1. A second kind of taking is where, as here, the
Government, for public safety or the protection of the public
welfare, "takes" the property in the sense of assuming the
responsibility of its direction and employment for national
purposes, leaving the actual operations in the hands of its owners
as government officials appointed to conduct its affairs with the
assets and equipment of the controlled company. Examples are the
operation of railroads, motor carriers, or coal mines.
Marion
& Rye Valley R. Co. v. United States, 270 U.
S. 280;
United States v. United Mine Workers of
America, 330 U. S. 258.
When, in a temporary taking, no agreement is reached with the
owners, the courts must determine what payments
Page 341 U. S. 121
the Government must make. Whatever the nature of the "taking,"
the test should be the constitutional requirement of "just
compensation." However, there is no inflexible requirement that the
same incidents must be used in each application of the test.
So far as the second kind of temporary "taking" is concerned,
the Government's supervision of a losing business for a temporary
emergency ought not to place upon the Government the burden of the
losses incurred during that supervision unless the losses were
incurred by governmental acts,
e.g., if the business would
not have been conducted at all but for the Government, or if extra
losses over what would have been otherwise sustained were
occasioned by Government operations. Where the owner's losses are
what they would have been without the "taking," the owner has
suffered no loss or damage for which compensation is due.
Cf.
Marion & Rye Valley R. Co. v. United States, 270 U.

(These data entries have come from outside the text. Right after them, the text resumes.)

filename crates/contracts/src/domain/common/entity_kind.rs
use super::messages::EntityMessages;
use crate::domain::{
    a001_client, a002_staff_grade, a003_staff, a004_campaign_manager, a005_campaign, a006_advert,
};
use crate::shared::metadata::EntityMetadataInfo;

/// The six record types of the console
#[derive(Debug, Clone, Copy, PartialEq, Eq, Hash, PartialOrd, Ord)]
pub enum EntityKind {
    Client,
    StaffGrade,
    Staff,
    CampaignManager,
    Campaign,
    Advert,
}

impl EntityKind {
    pub const ALL: [EntityKind; 6] = [
        EntityKind::Client,
        EntityKind::StaffGrade,
        EntityKind::Staff,
        EntityKind::CampaignManager,
        EntityKind::Campaign,
        EntityKind::Advert,
    ];

    /// Registry entry of this kind
    pub fn metadata(self) -> &'static EntityMetadataInfo {
        match self {
            Self::Client => &a001_client::aggregate::METADATA,
            Self::StaffGrade => &a002_staff_grade::aggregate::METADATA,
            Self::Staff => &a003_staff::aggregate::METADATA,
            Self::CampaignManager => &a004_campaign_manager::aggregate::METADATA,
            Self::Campaign => &a005_campaign::aggregate::METADATA,
            Self::Advert => &a006_advert::aggregate::METADATA,
        }
    }

    pub fn messages(self) -> &'static EntityMessages {
        match self {
            Self::Client => &a001_client::aggregate::MESSAGES,
            Self::StaffGrade => &a002_staff_grade::aggregate::MESSAGES,
            Self::Staff => &a003_staff::aggregate::MESSAGES,
            Self::CampaignManager => &a004_campaign_manager::aggregate::MESSAGES,
            Self::Campaign => &a005_campaign::aggregate::MESSAGES,
            Self::Advert => &a006_advert::aggregate::MESSAGES,
        }
    }

    /// REST path segment, e.g. "campaign-manager"
    pub fn collection_path(self) -> &'static str {
        self.metadata().collection_path
    }
}

#[cfg(test)]
mod tests {
    use super::*;

    #[test]
    fn test_registry_is_consistent() {
        for kind in EntityKind::ALL {
            assert_eq!(kind.metadata().kind, kind);
        }
    }

    #[test]
    fn test_collection_paths() {
        let paths: Vec<&str> = EntityKind::ALL.iter().map(|k| k.collection_path()).collect();
        assert_eq!(
            paths,
            vec!["clients", "grades", "staff", "campaign-manager", "campaigns", "adverts"]
        );
    }
}
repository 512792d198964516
use crate::domain::a001_client::ui::list::ClientList;
use crate::domain::a002_staff_grade::ui::list::StaffGradeList;
use crate::domain::a003_staff::ui::list::StaffList;
use crate::domain::a004_campaign_manager::ui::list::CampaignManagerList;
use crate::domain::a005_campaign::ui::list::CampaignList;
use crate::domain::a006_advert::ui::list::AdvertList;
use crate::layout::Shell;
use crate::system::pages::home::HomePage;
use crate::system::pages::not_found::NotFoundPage;
use crate::system::pages::role_selection::RoleSelectionPage;
use contracts::shared::navigation::Route as AppRoute;
use leptos::prelude::*;
use leptos_router::components::{Redirect, Route, Router, Routes};
use leptos_router::path;

// Paths mirror `contracts::shared::navigation::Route`
#[component]
pub fn App() -> impl IntoView {
    view! {
        <Router>
            <Shell>
                <Routes fallback=|| view! { <NotFoundPage /> }>
                    <Route path=path!("/") view=|| view! { <Redirect path=AppRoute::Home.path() /> } />
                    <Route path=path!("/home") view=HomePage />
                    <Route path=path!("/role") view=RoleSelectionPage />
                    <Route path=path!("/clients") view=ClientList />
                    <Route path=path!("/staff-grades") view=StaffGradeList />
                    <Route path=path!("/staff") view=StaffList />
                    <Route path=path!("/campaign-managers") view=CampaignManagerList />
                    <Route path=path!("/campaigns") view=CampaignList />
                    <Route path=path!("/adverts") view=AdvertList />
                </Routes>
            </Shell>
        </Router>
    }
}
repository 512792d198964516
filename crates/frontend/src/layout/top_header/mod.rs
//! TopHeader component - application top navigation bar.
//!
//! Contains:
//! - Application title, linking to the landing page
//! - One link per route of the catalogue

use contracts::shared::navigation::Route;
use leptos::prelude::*;
use leptos_router::components::A;

use crate::shared::icons::icon;

/// TopHeader component - main application top bar.
#[component]
pub fn TopHeader() -> impl IntoView {
    view! {
        <div class="top-header">
            // Left section - brand
            <div class="top-header__brand">
                <A href=Route::Home.path() attr:class="top-header__title">
                    {icon("megaphone")}
                    <span>"Campaign Console"</span>
                </A>
            </div>

            // Right section - navigation
            <nav class="top-header__nav">
                {Route::ALL
                    .into_iter()
                    .map(|route| view! {
                        <A href=route.path() attr:class="top-header__link">
                            {route.nav_label()}
                        </A>
                    })
                    .collect_view()}
            </nav>
        </div>
    }
}
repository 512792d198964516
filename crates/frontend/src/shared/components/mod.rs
pub mod page_header;
pub mod ui;
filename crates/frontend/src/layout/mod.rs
pub mod top_header;

use leptos::prelude::*;
use top_header::TopHeader;

/// Main application shell.
///
/// Layout structure:
/// ```text
/// +------------------------------------------+
/// |              TopHeader                    |
/// +------------------------------------------+
/// |               Content                     |
/// +------------------------------------------+
/// ```
#[component]
pub fn Shell(children: Children) -> impl IntoView {
    view! {
        <div class="app-layout">
            <TopHeader />
            <main class="app-main">
                {children()}
            </main>
        </div>
    }
}
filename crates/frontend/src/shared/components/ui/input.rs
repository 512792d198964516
use leptos::prelude::*;

/// Labelled input bound to a form field
#[component]
pub fn Input(
    /// Label text (optional)
    #[prop(optional, into)]
    label: MaybeProp<String>,
    /// Input value
    #[prop(into)]
    value: Signal<String>,
    /// Input event handler
    #[prop(optional)]
    on_input: Option<Callback<String>>,
    /// Placeholder text
    #[prop(optional, into)]
    placeholder: MaybeProp<String>,
    /// Input type: "text" (default), "number", "date"
    #[prop(optional, into)]
    input_type: MaybeProp<String>,
    /// `step` attribute of number inputs
    #[prop(optional, into)]
    step: MaybeProp<String>,
    /// Disabled state
    #[prop(optional, into)]
    disabled: Signal<bool>,
    /// Required marker next to the label
    #[prop(optional)]
    required: bool,
    /// ID for the input element
    #[prop(optional, into)]
    id: MaybeProp<String>,
) -> impl IntoView {
    let input_id = move || id.get().unwrap_or_default();
    let input_placeholder = move || placeholder.get().unwrap_or_default();
    let input_t = move || input_type.get().unwrap_or_else(|| "text".to_string());

    view! {
        <div class="form__group">
            {move || label.get().map(|l| view! {
                <label class="form__label" for=input_id>
                    {l}
                    {required.then(|| view! { <span class="form__required">" *"</span> })}
                </label>
            })}
            <input
                id=input_id
                class="form__input"
                type=input_t
                step=move || step.get()
                prop:value=move || value.get()
                placeholder=input_placeholder
                disabled=move || disabled.get()
                required=required
                on:input=move |ev| {
                    if let Some(handler) = on_input {
                        handler.run(event_target_value(&ev));
                    }
                }
            />
        </div>
    }
}
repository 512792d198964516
pub mod aggregate;
//! Budget check of a single campaign
//!
//! `variance = estimated_cost - actual_cost`. A positive variance means the
//! campaign is under its estimate, a negative one over it. Exactly on the
//! estimate gives neither a headline nor a banner.

use super::aggregate::Campaign;
use crate::shared::number_format::format_currency;

#[derive(Debug, Clone, Copy, PartialEq)]
pub enum BudgetStatus {
    /// Amount left under the estimate
    UnderBudget(f64),
    /// Amount spent over the estimate, always positive
    OverBudget(f64),
    OnBudget,
}

/// Result of the "Check Budget" action
#[derive(Debug, Clone, PartialEq)]
pub struct BudgetReport {
    pub title: String,
    pub status: BudgetStatus,
    pub budget: String,
    pub estimated_cost: String,
    pub actual_cost: String,
}

impl BudgetReport {
    pub fn evaluate(campaign: &Campaign) -> Self {
        let variance = campaign.estimated_cost - campaign.actual_cost;
        let status = if variance > 0.0 {
            BudgetStatus::UnderBudget(variance)
        } else if variance < 0.0 {
            BudgetStatus::OverBudget(variance.abs())
        } else {
            BudgetStatus::OnBudget
        };

        Self {
            title: campaign.title.clone(),
            status,
            budget: format_currency(campaign.budget),
            estimated_cost: format_currency(campaign.estimated_cost),
            actual_cost: format_currency(campaign.actual_cost),
        }
    }

    pub fn is_over_budget(&self) -> bool {
        matches!(self.status, BudgetStatus::OverBudget(_))
    }

    /// "$500.00 over budget"
    pub fn headline(&self) -> Option<String> {
        match self.status {
            BudgetStatus::UnderBudget(amount) => {
                Some(format!("{} under budget", format_currency(amount)))
            }
            BudgetStatus::OverBudget(amount) => {
                Some(format!("{} over budget", format_currency(amount)))
            }
            BudgetStatus::OnBudget => None,
        }
    }

    /// Explanatory banner under the amounts
    pub fn banner(&self) -> Option<String> {
        match self.status {
            BudgetStatus::UnderBudget(amount) => Some(format!(
                "Project is under the estimated cost by {}",
                format_currency(amount)
            )),
            BudgetStatus::OverBudget(amount) => Some(format!(
                "Project is exceeding the estimated cost by {}",
                format_currency(amount)
            )),
            BudgetStatus::OnBudget => None,
        }
    }
}

#[cfg(test)]
mod tests {
    use super::*;
    use crate::domain::a005_campaign::aggregate::CampaignState;

    fn campaign(budget: f64, estimated_cost: f64, actual_cost: f64) -> Campaign {
        Campaign {
            campaign_id: 1,
            client_id: Some(1),
            title: "Summer Sale".into(),
            start_date: "2024-06-01".into(),
            end_date: "2024-08-31".into(),
            estimated_cost,
            actual_cost,
            budget,
            completion_status: false,
            current_state: CampaignState::InProgress,
            manager_id: None,
        }
    }

    #[test]
    fn test_over_budget() {
        let report = BudgetReport::evaluate(&campaign(10000.0, 8000.0, 8500.0));
        assert_eq!(report.status, BudgetStatus::OverBudget(500.0));
        assert!(report.is_over_budget());
        assert_eq!(report.headline().as_deref(), Some("$500.00 over budget"));
        assert_eq!(
            report.banner().as_deref(),
            Some("Project is exceeding the estimated cost by $500.00")
        );
        assert_eq!(report.budget, "$10,000.00");
        assert_eq!(report.estimated_cost, "$8,000.00");
        assert_eq!(report.actual_cost, "$8,500.00");
    }

    #[test]
    fn test_under_budget() {
        let report = BudgetReport::evaluate(&campaign(5000.0, 4000.0, 2750.5));
        assert_eq!(report.status, BudgetStatus::UnderBudget(1249.5));
        assert_eq!(report.headline().as_deref(), Some("$1,249.50 under budget"));
        assert_eq!(
            report.banner().as_deref(),
            Some("Project is under the estimated cost by $1,249.50")
        );
    }

    #[test]
    fn test_on_budget_shows_no_message() {
        let report = BudgetReport::evaluate(&campaign(1000.0, 750.0, 750.0));
        assert_eq!(report.status, BudgetStatus::OnBudget);
        assert_eq!(report.headline(), None);
        assert_eq!(report.banner(), None);
        assert!(!report.is_over_budget());
    }

    #[test]
    fn test_budget_does_not_affect_classification() {
        let low = BudgetReport::evaluate(&campaign(1.0, 200.0, 100.0));
        let high = BudgetReport::evaluate(&campaign(1_000_000.0, 200.0, 100.0));
        assert_eq!(low.status, high.status);
    }
}
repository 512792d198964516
pub mod aggregate;
pub mod budget;
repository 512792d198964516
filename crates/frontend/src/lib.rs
pub mod app;
pub mod domain;
pub mod layout;
pub mod shared;
pub mod system;

use wasm_bindgen::prelude::wasm_bindgen;

#[wasm_bindgen]
pub fn hydrate() {
    // initializes logging using the `log` crate
    _ = console_log::init_with_level(log::Level::Debug);
    console_error_panic_hook::set_once();

    log::info!("campaign console starting, api base {}", shared::api_utils::api_config().base_url);

    leptos::mount::mount_to_body(app::App);
}

#[wasm_bindgen(start)]
pub fn start() {
    hydrate();
}
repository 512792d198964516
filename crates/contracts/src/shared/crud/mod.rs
//! Generic CRUD engine shared by all six entity screens
//!
//! - draft.rs: form state and per-field coercion
//! - cell.rs: display cells of the table
//! - state.rs: screen state
//! - reducer.rs: pure (state, action) -> (state, command) transitions
//! - filter.rs: client-side search

mod cell;
mod draft;
mod filter;
mod reducer;
mod state;

pub use cell::{Cell, Tone};
pub use draft::{coerce, DraftError, FieldValue, FormDraft, RawInput};
pub use filter::{filter_items, match_ranges, matches_search};
pub use reducer::{reduce, CrudAction, CrudCommand, Transition};
pub use state::{CrudState, SubmitMode};
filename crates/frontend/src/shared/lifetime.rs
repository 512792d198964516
//! Request lifetime of one screen
//!
//! Every request a screen issues carries the screen's `AbortSignal`. When the
//! screen unmounts the controller is aborted, in-flight requests fail with
//! `ApiError::Aborted` and their results are dropped.

use leptos::prelude::*;
use web_sys::{AbortController, AbortSignal};

pub struct ScreenLifetime {
    controller: Option<AbortController>,
}

impl ScreenLifetime {
    pub fn new() -> Self {
        let controller = match AbortController::new() {
            Ok(controller) => Some(controller),
            Err(e) => {
                log::warn!("AbortController unavailable, requests are not cancellable: {:?}", e);
                None
            }
        };
        Self { controller }
    }

    pub fn signal(&self) -> Option<AbortSignal> {
        self.controller.as_ref().map(AbortController::signal)
    }

    pub fn is_aborted(&self) -> bool {
        self.controller
            .as_ref()
            .is_some_and(|c| c.signal().aborted())
    }

    pub fn abort(&self) {
        if let Some(controller) = &self.controller {
            controller.abort();
        }
    }
}

impl Default for ScreenLifetime {
    fn default() -> Self {
        Self::new()
    }
}

/// Lifetime bound to the current reactive owner, aborted on its cleanup
pub fn use_screen_lifetime() -> StoredValue<ScreenLifetime, LocalStorage> {
    let lifetime = StoredValue::new_local(ScreenLifetime::new());
    on_cleanup(move || {
        lifetime.try_with_value(ScreenLifetime::abort);
    });
    lifetime
}
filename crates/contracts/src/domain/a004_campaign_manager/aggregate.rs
use serde::{Deserialize, Serialize};

use crate::domain::common::{Entity, EntityId, EntityKind, EntityMessages};
use crate::shared::crud::{Cell, DraftError, FieldValue, FormDraft};
use crate::shared::metadata::{EntityMetadataInfo, EntityUiMetadata, FieldKind, FieldMetadata};
use crate::shared::resolver::{ReferenceOption, RelatedCollections};

/// Staff member designated as a campaign manager.
///
/// The backend has no update endpoint: managers are only assigned and removed.
/// `staff_name` and `role` are joined in by the backend when available.
#[derive(Debug, Clone, PartialEq, Serialize, Deserialize)]
pub struct CampaignManager {
    pub manager_id: EntityId,
    #[serde(default)]
    pub staff_id: Option<EntityId>,
    #[serde(default)]
    pub staff_name: Option<String>,
    #[serde(default)]
    pub role: Option<String>,
}

impl CampaignManager {
    /// Label used wherever a manager is referenced
    pub fn display_name(&self) -> String {
        match self.staff_name.as_deref().map(str::trim) {
            Some(name) if !name.is_empty() => name.to_string(),
            _ => format!("Manager #{}", self.manager_id),
        }
    }

    /// Staff name resolved against the Staff collection; joined name and then
    /// the raw staff id when it cannot be resolved
    pub fn staff_label(&self, related: &RelatedCollections) -> String {
        let Some(staff_id) = self.staff_id else {
            return self.staff_name.clone().unwrap_or_default();
        };
        match (related.lookup(EntityKind::Staff, staff_id), &self.staff_name) {
            (Some(staff), _) => staff.label.clone(),
            (None, Some(name)) => name.clone(),
            (None, None) => staff_id.to_string(),
        }
    }
}

#[derive(Debug, Clone, PartialEq, Serialize, Deserialize)]
pub struct CampaignManagerDto {
    pub staff_id: EntityId,
}

pub const FIELDS: [FieldMetadata; 1] = [FieldMetadata::new(
    "staff_id",
    "Select Staff",
    FieldKind::Reference(EntityKind::Staff),
)
.required()
.placeholder("Select a staff member")];

pub const COLUMNS: [&str; 2] = ["Manager ID", "Staff Name"];

const RELATED: [EntityKind; 1] = [EntityKind::Staff];

pub const METADATA: EntityMetadataInfo = EntityMetadataInfo {
    kind: EntityKind::CampaignManager,
    entity_index: "a004",
    collection_path: "campaign-manager",
    ui: EntityUiMetadata {
        element_name: "Campaign Manager",
        title: "Campaign Manager Management",
        subtitle: "Assign and manage campaign managers",
        icon: "user-cog",
    },
};

pub const MESSAGES: EntityMessages = EntityMessages {
    fetch_failed: "Failed to fetch campaign managers",
    created: "Campaign manager added successfully",
    create_failed: "Failed to add campaign manager",
    updated: "Campaign manager updated successfully",
    update_failed: "Failed to update campaign manager",
    deleted: "Campaign manager removed successfully",
    delete_failed: "Failed to remove campaign manager",
    confirm_delete: "Are you sure you want to remove this campaign manager?",
    empty_list: "No campaign managers found",
    search_placeholder: "Search managers...",
    add_button: "Add New Manager",
    add_title: "Add New Campaign Manager",
    edit_title: "Edit Campaign Manager",
    create_submit: "Add Manager",
    update_submit: "Update Manager",
};

impl Entity for CampaignManager {
    type Payload = CampaignManagerDto;

    const KIND: EntityKind = EntityKind::CampaignManager;

    fn id(&self) -> EntityId {
        self.manager_id
    }

    fn fields() -> &'static [FieldMetadata] {
        &FIELDS
    }

    fn columns() -> &'static [&'static str] {
        &COLUMNS
    }

    fn related() -> &'static [EntityKind] {
        &RELATED
    }

    fn supports_update() -> bool {
        false
    }

    fn to_draft(&self) -> FormDraft {
        FormDraft::new().with("staff_id", FieldValue::Integer(self.staff_id))
    }

    fn payload_from_draft(draft: &FormDraft) -> Result<CampaignManagerDto, DraftError> {
        Ok(CampaignManagerDto {
            staff_id: draft.require_integer("staff_id")?,
        })
    }

    fn cells(&self, related: &RelatedCollections) -> Vec<Cell> {
        vec![
            Cell::text(self.manager_id.to_string()),
            Cell::text(self.staff_label(related)),
        ]
    }

    fn search_texts(&self, related: &RelatedCollections) -> Vec<String> {
        vec![self.staff_label(related)]
    }

    fn reference_option(&self) -> ReferenceOption {
        let option = ReferenceOption::new(self.manager_id, self.display_name());
        match &self.role {
            Some(role) => option.with_detail(role),
            None => option,
        }
    }
}

#[cfg(test)]
mod tests {
    use super::*;
    use crate::domain::common::REQUIRED_FIELDS_MISSING;
    use crate::shared::crud::{reduce, CrudAction, CrudState, RawInput};

    #[test]
    fn test_decode_joined_row() {
        let json = r#"{"manager_id": 7, "staff_id": 3, "staff_name": "Jane Doe", "role": "Lead"}"#;
        let manager: CampaignManager = serde_json::from_str(json).unwrap();
        assert_eq!(manager.display_name(), "Jane Doe");
        assert_eq!(manager.reference_option().option_text(), "Jane Doe - Lead");
    }

    #[test]
    fn test_display_name_without_join() {
        let manager: CampaignManager =
            serde_json::from_str(r#"{"manager_id": 7, "staff_id": 3}"#).unwrap();
        assert_eq!(manager.display_name(), "Manager #7");
    }

    #[test]
    fn test_staff_column_resolves_through_staff_collection() {
        let manager = CampaignManager {
            manager_id: 1,
            staff_id: Some(3),
            staff_name: None,
            role: None,
        };
        let mut related = RelatedCollections::new();
        assert_eq!(manager.staff_label(&related), "3");

        related.set(EntityKind::Staff, vec![ReferenceOption::new(3, "Jane Doe")]);
        assert_eq!(manager.cells(&related)[1].plain_text(), "Jane Doe");
        assert_eq!(manager.search_texts(&related), vec!["Jane Doe".to_string()]);
    }

    #[test]
    fn test_payload_is_staff_id_only() {
        let draft = FormDraft::new().with("staff_id", FieldValue::Integer(Some(3)));
        let payload = CampaignManager::payload_from_draft(&draft).unwrap();
        assert_eq!(
            serde_json::to_value(&payload).unwrap(),
            serde_json::json!({"staff_id": 3})
        );
    }

    #[test]
    fn test_edit_is_not_offered() {
        let manager = CampaignManager {
            manager_id: 1,
            staff_id: Some(3),
            staff_name: None,
            role: None,
        };
        let state = reduce(CrudState::new(), CrudAction::OpenEdit(manager)).state;
        assert!(!state.show_edit);
        assert_eq!(state.selected, None);
    }

    #[test]
    fn test_create_without_staff_is_rejected() {
        let today = chrono::NaiveDate::from_ymd_opt(2024, 6, 1).unwrap();
        let state = reduce(
            CrudState::<CampaignManager>::new(),
            CrudAction::OpenCreate { today },
        )
        .state;
        let state = reduce(
            state,
            CrudAction::UpdateField {
                name: "staff_id".into(),
                input: RawInput::Text("".into()),
            },
        )
        .state;
        let transition = reduce(state, CrudAction::Submit);
        assert_eq!(transition.command, None);
        assert_eq!(
            transition.state.error_message.as_deref(),
            Some(REQUIRED_FIELDS_MISSING)
        );
    }
}
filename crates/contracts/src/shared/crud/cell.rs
use crate::shared::date_utils::format_date;

/// Colour hint for badges
#[derive(Debug, Clone, Copy, PartialEq, Eq)]
pub enum Tone {
    Neutral,
    Info,
    Success,
    Danger,
}

/// One table cell, already resolved and formatted except for money
#[derive(Debug, Clone, PartialEq)]
pub enum Cell {
    Text(String),
    /// Main line with a muted second line
    Titled { title: String, subtitle: String },
    Money(f64),
    /// Display-formatted date
    Date(String),
    Badges(Vec<(String, Tone)>),
    Lines(Vec<String>),
}

impl Cell {
    pub fn text(value: impl Into<String>) -> Self {
        Self::Text(value.into())
    }

    /// Formats a raw backend date for display
    pub fn date(raw: &str) -> Self {
        Self::Date(format_date(raw))
    }

    /// Plain text rendering, used for tooltips and tests
    pub fn plain_text(&self) -> String {
        match self {
            Self::Text(s) | Self::Date(s) => s.clone(),
            Self::Titled { title, subtitle } => format!("{} {}", title, subtitle),
            Self::Money(v) => crate::shared::number_format::format_currency(*v),
            Self::Badges(badges) => badges
                .iter()
                .map(|(text, _)| text.as_str())
                .collect::<Vec<_>>()
                .join(" "),
            Self::Lines(lines) => lines.join(" "),
        }
    }
}
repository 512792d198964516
use crate::shared::crud_screen::CrudScreen;
use contracts::domain::a004_campaign_manager::aggregate::CampaignManager;
use leptos::prelude::*;

/// Campaign managers can only be assigned and removed, there is no edit
#[component]
pub fn CampaignManagerList() -> impl IntoView {
    view! { <CrudScreen<CampaignManager> /> }
}
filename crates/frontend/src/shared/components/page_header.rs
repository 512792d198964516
use leptos::prelude::*;

use crate::shared::icons::icon;

/// Header of a screen: icon, title, subtitle and the action area
#[component]
pub fn PageHeader(
    /// Page title (required)
    #[prop(into)]
    title: String,

    /// Optional subtitle
    #[prop(optional, into)]
    subtitle: MaybeProp<String>,

    /// Optional icon name, see [`icon`]
    #[prop(optional, into)]
    icon_name: MaybeProp<String>,

    /// Children content (pass empty fragment if not needed)
    children: Children,
) -> impl IntoView {
    view! {
        <div class="page-header">
            <div class="page-header__content">
                {move || icon_name.get().map(|name| view! {
                    <div class="page-header__icon">{icon(&name)}</div>
                })}
                <div class="page-header__text">
                    <h1 class="page-header__title">{title}</h1>
                    {move || subtitle.get().map(|s| view! {
                        <div class="page-header__subtitle">{s}</div>
                    })}
                </div>
            </div>
            <div class="page-header__actions">
                {children()}
            </div>
        </div>
    }
}
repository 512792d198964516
pub mod pages;
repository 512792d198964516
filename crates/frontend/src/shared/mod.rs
pub mod api_utils;
pub mod components;
pub mod crud_api;
pub mod crud_screen;
pub mod icons;
pub mod lifetime;
pub mod list_utils;
pub mod modal;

S. 280. The measure of just compensation has always been
the loss to the owner, not the loss or gain to the Government.
Boston Chamber of Commerce v. Boston, 217 U.
S. 189,
217 U. S.
195.
Here, the Court of Claims has correctly applied these principles
in a case of a losing operation in a temporary taking. It has found
that a certain sum was expended without legal or business necessity
so to do. This sum was the extra allowance paid at the direction of
the United States under a certain War Labor Board recommendation
that had no legal sanction. 50 U.S.C. App. ยง 1507; E.O. 9017, 3 CFR
Cum.Supp. 1075. I would not overturn its finding in this case and
would therefore affirm.
MR. JUSTICE BURTON, with whom THE CHIEF JUSTICE, MR. JUSTICE
CLARK and MR. JUSTICE MINTON concur, dissenting.
I agree that there was a "taking" of the mining property from
May 1 to October 12, 1943, but I find no
Page 341 U. S. 122
ground for allowing the respondent to recover the sum here
sought as compensation for such taking.
This case is within the principle stated in
Marion & Rye
Valley R. Co. v. United States, 270 U.
S. 280,
270 U. S. 282,
as follows:
"[E]ven if there was technically a taking, the judgment for
defendant was right. Nothing was recoverable as just compensation,
because nothing of value was taken from the company, and it was not
subjected by the Government to pecuniary loss. Nominal damages are
not recoverable in the Court of Claims."
Here, there is no showing by the company of any rental value due
it as compensation for the Government's possession of its
properties. There is no showing that anything of compensable value
was taken by the Government from the company, or that the
Government subjected the company to any pecuniary loss. The
dissenting judge in the Court of Claims pointed out that
"This extra expense consisted of an increased vacation allowance
to the plaintiff's workmen, and the refund to them of occupational
charges like rentals on mine lamps. The court has not found that
the plaintiff [company] could have operated its mine without making
the concessions directed by the War Labor Board, nor has it found
what the losses to the plaintiff would have been if the Government
had not intervened and the strike had continued. I think that the
court is not justified in awarding the plaintiff the amount of
these expenditures when it does not and, I think, could not, find
that the plaintiff was in fact financially harmed by the
Government's acts."
115 Ct.Cl. at 678-679,
88 F. Supp.
at 431.
Accordingly, I would reverse the judgment of the Court of Claims
and allow no recovery by the respondent.